*** Opening Data records ***

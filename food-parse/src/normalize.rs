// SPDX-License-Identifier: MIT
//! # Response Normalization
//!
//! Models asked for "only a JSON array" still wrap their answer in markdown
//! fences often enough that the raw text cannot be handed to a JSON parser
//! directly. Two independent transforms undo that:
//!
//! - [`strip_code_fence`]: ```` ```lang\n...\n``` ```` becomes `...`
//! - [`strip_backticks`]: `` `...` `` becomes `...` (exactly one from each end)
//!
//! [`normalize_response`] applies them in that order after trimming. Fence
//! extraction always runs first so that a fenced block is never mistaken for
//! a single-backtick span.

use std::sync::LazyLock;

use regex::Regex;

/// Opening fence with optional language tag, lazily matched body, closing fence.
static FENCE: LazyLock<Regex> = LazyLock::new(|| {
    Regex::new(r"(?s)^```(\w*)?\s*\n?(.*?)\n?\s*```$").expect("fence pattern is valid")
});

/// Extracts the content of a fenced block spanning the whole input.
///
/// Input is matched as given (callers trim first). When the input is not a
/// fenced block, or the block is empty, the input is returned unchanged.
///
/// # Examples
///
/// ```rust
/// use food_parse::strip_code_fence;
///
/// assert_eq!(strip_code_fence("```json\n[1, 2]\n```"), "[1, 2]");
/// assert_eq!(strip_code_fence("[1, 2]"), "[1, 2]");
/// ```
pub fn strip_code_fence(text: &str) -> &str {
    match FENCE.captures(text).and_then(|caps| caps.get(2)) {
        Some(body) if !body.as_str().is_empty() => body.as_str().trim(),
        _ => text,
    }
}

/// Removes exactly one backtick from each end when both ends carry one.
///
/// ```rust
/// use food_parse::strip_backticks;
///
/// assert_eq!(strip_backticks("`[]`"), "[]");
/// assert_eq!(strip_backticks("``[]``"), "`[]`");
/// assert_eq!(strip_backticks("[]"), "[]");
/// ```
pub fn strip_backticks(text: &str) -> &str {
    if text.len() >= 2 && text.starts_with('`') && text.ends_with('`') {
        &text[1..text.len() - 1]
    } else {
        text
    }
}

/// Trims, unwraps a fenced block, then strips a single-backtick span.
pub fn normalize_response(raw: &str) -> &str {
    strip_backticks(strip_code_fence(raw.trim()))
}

*** Closing Data records ***

# Aim of the task
Please retype the top of the data exactly, down to and including the line that holds "body, closing fence.", and nothing further.

# Result below
filename food-parse/src/normalize.rs
// SPDX-License-Identifier: MIT
//! # Response Normalization
//!
//! Models asked for "only a JSON array" still wrap their answer in markdown
//! fences often enough that the raw text cannot be handed to a JSON parser
//! directly. Two independent transforms undo that:
//!
//! - [`strip_code_fence`]: ```` ```lang\n...\n``` ```` becomes `...`
//! - [`strip_backticks`]: `` `...` `` becomes `...` (exactly one from each end)
//!
//! [`normalize_response`] applies them in that order after trimming. Fence
//! extraction always runs first so that a fenced block is never mistaken for
//! a single-backtick span.

use std::sync::LazyLock;

use regex::Regex;

/// Opening fence with optional language tag, lazily matched body, closing fence.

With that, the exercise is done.